- Outfielder
- Born: February 3, 1898 Greenville, South Carolina, U.S.
- Died: October 19, 1983 (aged 85) Cleveland, Ohio, U.S.
- Batted: UnknownThrew: Unknown

Negro league baseball debut
- 1921, for the Cleveland Tate Stars

Last appearance
- 1928, for the Homestead Grays

Negro National League I & Eastern Colored League statistics
- Batting average: .261
- Home runs: 6
- Runs batted in: 58

Teams
- Cleveland Tate Stars (1921-1923); Cleveland Browns (1924); Chicago American Giants (1924); Lincoln Giants (1924); Indianapolis ABCs (1924); Baltimore Black Sox (1924-1925); Atlantic City Bacharach Giants (1925); Cleveland Elites (1926); Cleveland Hornets (1927); Homestead Grays (1928);

= Bobo Leonard =

James "Bobo" Leonard (born James Jesse Lenhardt; February 3, 1898 – October 19, 1983) was an American professional baseball outfielder in the Negro leagues. He played from 1921 to 1928, spending time with several clubs, including three seasons with the Cleveland Tate Stars.
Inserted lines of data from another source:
use crate::cli::Console;
use crate::errors::WizardError;
use crate::wizard::state::{Session, State};
use crate::wizard::transition::advance;

/// Drives one interactive quote session over a console collaborator.
pub struct QuoteWizard<C> {
    console: C,
}

impl<C: Console> QuoteWizard<C> {
    pub fn new(console: C) -> Self {
        Self { console }
    }

    /// Runs the conversation from the greeting to the terminal state.
    ///
    /// Malformed input never leaves this loop; the same prompt is issued
    /// again, without bound. Only a console failure or a closed input
    /// stream ends the session early.
    pub fn run(&mut self) -> Result<(), WizardError> {
        let mut state = State::Welcome;
        let mut session = Session::default();

        while !state.is_end() {
            let input = match state.prompt() {
                Some(prompt) => {
                    self.console.write_line(prompt)?;
                    Some(self.console.read_line()?.ok_or(WizardError::InputClosed)?)
                }
                None => None,
            };

            let from = state.name();
            let step = advance(state, session, input.as_deref());
            for line in &step.lines {
                self.console.write_line(line)?;
            }
            tracing::debug!(from, to = step.next.name(), "wizard transition");

            state = step.next;
            session = step.session;
        }

        Ok(())
    }

    /// Releases the console collaborator, e.g. to inspect a recorded
    /// transcript after a scripted session.
    pub fn into_console(self) -> C {
        self.console
    }
}
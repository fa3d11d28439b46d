mod io;

pub use io::{Console, ScriptedConsole, StdioConsole};
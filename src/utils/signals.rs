//! Signal handling utilities for graceful shutdown

use futures::stream::StreamExt;
use signal_hook::consts::{SIGINT, SIGQUIT, SIGTERM};
use signal_hook_tokio::Signals;
use tracing::info;

/// Wait for a shutdown signal (SIGTERM, SIGINT or SIGQUIT)
pub async fn shutdown_signal() {
    let mut signals =
        Signals::new([SIGTERM, SIGINT, SIGQUIT]).expect("Failed to create signal handler");

    if let Some(signal) = signals.next().await {
        info!("Received shutdown signal: {}", signal_name(signal));
    }
}

fn signal_name(signal: i32) -> &'static str {
    match signal {
        SIGTERM => "SIGTERM",
        SIGINT => "SIGINT",
        SIGQUIT => "SIGQUIT",
        _ => "unknown",
    }
}

#[cfg(test)]
mod tests {
    use super::*;

    #[test]
    fn known_signals_have_names() {
        assert_eq!(signal_name(SIGTERM), "SIGTERM");
        assert_eq!(signal_name(SIGINT), "SIGINT");
        assert_eq!(signal_name(SIGQUIT), "SIGQUIT");
        assert_eq!(signal_name(999), "unknown");
    }
}
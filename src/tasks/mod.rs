//! Background tasks module
//!
//! This module contains background tasks that run alongside the HTTP server:
//! the alarm owning the countdown deadline and the alert dispatcher.

pub mod alarm;
pub mod alerts;

// Re-export main functions
pub use alarm::alarm_task;
pub use alerts::alert_dispatch_task;
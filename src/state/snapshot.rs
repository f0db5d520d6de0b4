//! Presentation snapshot of the countdown state

use chrono::Local;
use serde::{Deserialize, Serialize};
use std::time::Duration;
use tokio::time::Instant;

use super::countdown::{CountdownTimer, TimerPhase};

/// Layout of the snapshot's wall-clock field
const WALL_CLOCK_FORMAT: &str = "%Y/%m/%d %H:%M:%S %Z";

/// Read-only view of the countdown, rebuilt on every refresh
#[derive(Debug, Clone, Serialize, Deserialize)]
pub struct TimerSnapshot {
    /// Current local wall-clock time
    pub now: String,
    /// Remaining span as `HH:MM:SS.t`; empty when no countdown is showing
    pub remaining: String,
    pub is_started: bool,
    pub is_stopped: bool,
    pub phase: TimerPhase,
}

impl TimerSnapshot {
    /// Capture the presentation view of `timer` as observed at `now`
    pub fn capture(timer: &CountdownTimer, now: Instant) -> Self {
        let remaining = timer
            .display_remaining(now)
            .map(format_remaining)
            .unwrap_or_default();

        Self {
            now: Local::now().format(WALL_CLOCK_FORMAT).to_string(),
            remaining,
            is_started: timer.phase() == TimerPhase::Running,
            is_stopped: timer.phase() == TimerPhase::Stopped,
            phase: timer.phase(),
        }
    }
}

/// Render a remaining span as `HH:MM:SS.t`.
///
/// The hour field wraps modulo 24 so the string always reads like a clock
/// face. Callers needing unwrapped arithmetic use the duration itself.
pub fn format_remaining(remaining: Duration) -> String {
    let total = remaining.as_secs();
    let hours = (total / 3600) % 24;
    let minutes = (total / 60) % 60;
    let seconds = total % 60;
    let tenths = remaining.subsec_millis() / 100;
    format!("{:02}:{:02}:{:02}.{}", hours, minutes, seconds, tenths)
}

/// Render a span in the compact `1h 2m 3s` form used in logs, uptime
/// reporting and completion alerts
pub fn format_span(span: Duration) -> String {
    let total = span.as_secs();
    let hours = total / 3600;
    let minutes = (total % 3600) / 60;
    let seconds = total % 60;

    if hours > 0 {
        format!("{}h {}m {}s", hours, minutes, seconds)
    } else if minutes > 0 {
        format!("{}m {}s", minutes, seconds)
    } else {
        format!("{}s", seconds)
    }
}

#[cfg(test)]
mod tests {
    use super::*;

    #[test]
    fn remaining_renders_hours_minutes_seconds_and_tenths() {
        assert_eq!(format_remaining(Duration::from_secs(300)), "00:05:00.0");
        assert_eq!(format_remaining(Duration::from_secs(3661)), "01:01:01.0");
        assert_eq!(format_remaining(Duration::from_millis(90_400)), "00:01:30.4");
        assert_eq!(format_remaining(Duration::ZERO), "00:00:00.0");
    }

    #[test]
    fn remaining_hours_wrap_like_a_clock_face() {
        assert_eq!(format_remaining(Duration::from_secs(25 * 3600)), "01:00:00.0");
        assert_eq!(format_remaining(Duration::from_secs(24 * 3600)), "00:00:00.0");
    }

    #[test]
    fn spans_render_compactly() {
        assert_eq!(format_span(Duration::ZERO), "0s");
        assert_eq!(format_span(Duration::from_secs(45)), "45s");
        assert_eq!(format_span(Duration::from_secs(300)), "5m 0s");
        assert_eq!(format_span(Duration::from_secs(3 * 3600 + 90)), "3h 1m 30s");
    }

    #[test]
    fn capture_shows_the_countdown_only_while_running() {
        let mut timer = CountdownTimer::new();
        let t0 = Instant::now();
        timer.set_duration(Duration::from_secs(300));

        let idle = TimerSnapshot::capture(&timer, t0);
        assert_eq!(idle.remaining, "");
        assert!(!idle.is_started);
        assert!(!idle.is_stopped);
        assert_eq!(idle.phase, TimerPhase::Idle);
        assert!(!idle.now.is_empty());

        timer.start(t0);
        let running = TimerSnapshot::capture(&timer, t0 + Duration::from_secs(60));
        assert_eq!(running.remaining, "00:04:00.0");
        assert!(running.is_started);
        assert_eq!(running.phase, TimerPhase::Running);

        // At the deadline the view goes blank even before the alarm lands.
        let due = TimerSnapshot::capture(&timer, t0 + Duration::from_secs(300));
        assert_eq!(due.remaining, "");
        assert!(due.is_started);

        timer.stop(t0 + Duration::from_secs(60));
        let stopped = TimerSnapshot::capture(&timer, t0 + Duration::from_secs(60));
        assert_eq!(stopped.remaining, "");
        assert!(stopped.is_stopped);
        assert_eq!(stopped.phase, TimerPhase::Stopped);
    }
}
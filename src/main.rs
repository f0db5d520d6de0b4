//! Sandglass - a state-managed HTTP countdown timer with desktop alerts
//!
//! This is the main entry point for the sandglass application.

use std::sync::Arc;
use tokio::net::TcpListener;
use tokio::sync::mpsc;
use tracing::info;

use sandglass::{
    api::create_router,
    config::Config,
    services::check_notify_send_available,
    state::AppState,
    tasks::{alarm_task, alert_dispatch_task},
    utils::shutdown_signal,
};

#[tokio::main]
async fn main() -> anyhow::Result<()> {
    let config = Config::parse();

    // Initialize tracing with appropriate log level
    tracing_subscriber::fmt()
        .with_env_filter(format!(
            "sandglass={},tower_http=info",
            config.log_level()
        ))
        .init();

    info!("Starting sandglass server v1.2.0");
    info!(
        "Configuration: host={}, port={}, duration={}min, autostart={}",
        config.host, config.port, config.minutes, config.start
    );

    // Completion alerts go through notify-send; refuse to run without it
    if let Err(e) = check_notify_send_available().await {
        tracing::error!("{}", e);
        std::process::exit(1);
    }

    // Create the shared state and the channels feeding the background tasks
    let (alarm_tx, alarm_rx) = mpsc::unbounded_channel();
    let (alert_tx, alert_rx) = mpsc::unbounded_channel();
    let state = Arc::new(AppState::new(
        config.port,
        config.host.clone(),
        alarm_tx,
        alert_tx,
    ));

    // Preload the configured duration, arming it right away when requested
    state
        .set_duration(0, config.minutes, 0)
        .map_err(anyhow::Error::msg)?;
    if config.start {
        state.start().map_err(anyhow::Error::msg)?;
    }

    // Start the background alarm and alert dispatch tasks
    let alarm_state = Arc::clone(&state);
    tokio::spawn(async move {
        alarm_task(alarm_state, alarm_rx).await;
    });
    tokio::spawn(async move {
        alert_dispatch_task(alert_rx).await;
    });

    // Create HTTP router with all endpoints
    let app = create_router(state);

    // Bind to the specified address
    let addr = config.address();
    let listener = TcpListener::bind(&addr).await?;

    info!("Server running on http://{}", addr);
    info!("Endpoints:");
    info!("  POST /set    - Configure the countdown duration");
    info!("  POST /start  - Start or resume the countdown");
    info!("  POST /stop   - Stop the countdown, keeping the remaining span");
    info!("  POST /reset  - Clear the countdown and load a new duration");
    info!("  GET  /status - Check the countdown and server status");
    info!("  GET  /health - Health check");

    // Serve until a shutdown signal arrives
    let server = axum::serve(listener, app);

    tokio::select! {
        result = server => {
            if let Err(e) = result {
                tracing::error!("Server error: {}", e);
            }
        }
        _ = shutdown_signal() => {
            info!("Shutdown signal received");
        }
    }

    info!("Server shutdown complete");
    Ok(())
}
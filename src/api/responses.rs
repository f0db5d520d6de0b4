//! API response structures

use chrono::{DateTime, Utc};
use serde::{Deserialize, Serialize};

use crate::state::TimerSnapshot;

/// Response for the state-changing endpoints
#[derive(Debug, Clone, Serialize, Deserialize)]
pub struct ApiResponse {
    /// Resulting timer phase
    pub status: String,
    pub message: String,
    pub timestamp: DateTime<Utc>,
    pub timer: TimerSnapshot,
}

impl ApiResponse {
    /// Create a response reporting the phase the timer ended up in
    pub fn new(message: String, timer: TimerSnapshot) -> Self {
        Self {
            status: timer.phase.as_str().to_string(),
            message,
            timestamp: Utc::now(),
            timer,
        }
    }
}

/// Status response with timer and server details
#[derive(Debug, Clone, Serialize, Deserialize)]
pub struct StatusResponse {
    pub timer: TimerSnapshot,
    /// Authoritative remaining seconds: live while running, frozen while
    /// stopped, absent otherwise
    pub remaining_seconds: Option<u64>,
    pub configured_seconds: u64,
    pub uptime: String,
    pub port: u16,
    pub host: String,
    pub last_action: Option<String>,
    pub last_action_time: Option<DateTime<Utc>>,
}

/// Health check response
#[derive(Debug, Clone, Serialize, Deserialize)]
pub struct HealthResponse {
    pub status: String,
    pub timestamp: DateTime<Utc>,
    pub version: String,
}

impl HealthResponse {
    /// Create a new health response
    pub fn ok() -> Self {
        Self {
            status: "ok".to_string(),
            timestamp: Utc::now(),
            version: "1.2.0".to_string(),
        }
    }
}
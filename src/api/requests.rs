//! API request structures

use serde::{Deserialize, Serialize};

/// Upper bound on a configured span, in seconds
const MAX_TOTAL_SECONDS: u64 = 24 * 3600;

/// Request body for the set and reset endpoints. Omitted components
/// default to zero.
#[derive(Debug, Clone, Copy, Serialize, Deserialize)]
pub struct DurationRequest {
    #[serde(default)]
    pub hours: u64,
    #[serde(default)]
    pub minutes: u64,
    #[serde(default)]
    pub seconds: u64,
}

impl DurationRequest {
    /// Validate clock-face component ranges and the total span bounds
    pub fn validate(&self) -> Result<(), String> {
        if self.hours > 24 {
            return Err("hours must be between 0 and 24".to_string());
        }
        if self.minutes > 59 {
            return Err("minutes must be between 0 and 59".to_string());
        }
        if self.seconds > 59 {
            return Err("seconds must be between 0 and 59".to_string());
        }

        let total = self.hours * 3600 + self.minutes * 60 + self.seconds;
        if total == 0 {
            return Err("duration must be at least one second".to_string());
        }
        if total > MAX_TOTAL_SECONDS {
            return Err("duration must not exceed 24 hours".to_string());
        }
        Ok(())
    }
}

#[cfg(test)]
mod tests {
    use super::*;

    fn request(hours: u64, minutes: u64, seconds: u64) -> DurationRequest {
        DurationRequest {
            hours,
            minutes,
            seconds,
        }
    }

    #[test]
    fn accepts_in_range_durations() {
        assert!(request(0, 5, 0).validate().is_ok());
        assert!(request(0, 0, 1).validate().is_ok());
        assert!(request(24, 0, 0).validate().is_ok());
        assert!(request(1, 59, 59).validate().is_ok());
    }

    #[test]
    fn rejects_out_of_range_components() {
        assert!(request(25, 0, 0).validate().is_err());
        assert!(request(0, 60, 0).validate().is_err());
        assert!(request(0, 0, 60).validate().is_err());
    }

    #[test]
    fn rejects_zero_and_oversized_totals() {
        assert!(request(0, 0, 0).validate().is_err());
        assert!(request(24, 0, 1).validate().is_err());
    }

    #[test]
    fn omitted_components_default_to_zero() {
        let request: DurationRequest = serde_json::from_str(r#"{"minutes": 5}"#).unwrap();
        assert_eq!(request.hours, 0);
        assert_eq!(request.minutes, 5);
        assert_eq!(request.seconds, 0);
        assert!(request.validate().is_ok());
    }
}
//! External service integration module
//!
//! This module contains the outward-facing calls for delivering desktop
//! notifications.

pub mod desktop;

// Re-export main functions
pub use desktop::*;
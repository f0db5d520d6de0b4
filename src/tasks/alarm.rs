//! Background alarm task

use std::sync::Arc;
use std::time::Duration;
use tokio::sync::mpsc;
use tokio::time::{sleep, Instant};
use tracing::{debug, error, info};

use crate::state::{AlarmCommand, AppState};

/// Park deadline used while nothing is armed
const IDLE_PARK: Duration = Duration::from_secs(30 * 24 * 3600);

/// Background task owning the single countdown alarm.
///
/// One sleep primitive serves every countdown for the life of the process:
/// an `Arm` command re-targets it with `reset` instead of allocating a new
/// wait, and `Disarm` parks it unless a newer arm already superseded the
/// disarming transition. When the sleep fires, the firing is routed
/// through [`AppState::handle_alarm_fired`], which discards it if a stop,
/// reset or restart superseded the armed epoch in the meantime.
pub async fn alarm_task(state: Arc<AppState>, mut commands: mpsc::UnboundedReceiver<AlarmCommand>) {
    info!("Starting alarm task");

    let sleep = sleep(IDLE_PARK);
    tokio::pin!(sleep);
    let mut armed: Option<u64> = None;

    loop {
        tokio::select! {
            command = commands.recv() => {
                match command {
                    Some(AlarmCommand::Arm { deadline, epoch }) => {
                        debug!("Alarm armed (epoch {})", epoch);
                        sleep.as_mut().reset(deadline);
                        armed = Some(epoch);
                    }
                    Some(AlarmCommand::Disarm { epoch }) => {
                        // A disarm delivered behind a newer arm is stale and
                        // must not park the live countdown.
                        if armed.is_some_and(|current| epoch < current) {
                            debug!("Discarded stale disarm (epoch {})", epoch);
                        } else {
                            debug!("Alarm disarmed");
                            sleep.as_mut().reset(Instant::now() + IDLE_PARK);
                            armed = None;
                        }
                    }
                    None => {
                        info!("Alarm channel closed, stopping alarm task");
                        break;
                    }
                }
            }
            () = &mut sleep, if armed.is_some() => {
                if let Some(epoch) = armed.take() {
                    match state.handle_alarm_fired(epoch) {
                        Ok(true) => debug!("Alarm delivered (epoch {})", epoch),
                        Ok(false) => debug!("Discarded stale alarm (epoch {})", epoch),
                        Err(e) => error!("Failed to handle alarm firing: {}", e),
                    }
                }
                sleep.as_mut().reset(Instant::now() + IDLE_PARK);
            }
        }
    }
}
In 1924, Leonard set the major league record (Note: Since Negro League Baseball statistics were not recognized as part of the Major League Baseball record until 2024, the record was not recognized until 100 years after Leonard set it.) for most franchises played for in a single season, appearing with five major league teams across two recognized Negro leagues: the New York Lincoln Giants and Baltimore Black Sox of the Eastern Colored League (ECL) and the Chicago American Giants, Indianapolis ABCs, and Cleveland Browns of the Negro National League I (NNL). This record stood for 94 seasons until it was matched by Oliver Drake in 2018; Mike Baumann (2024) and José Ureña (2025) have also matched the record.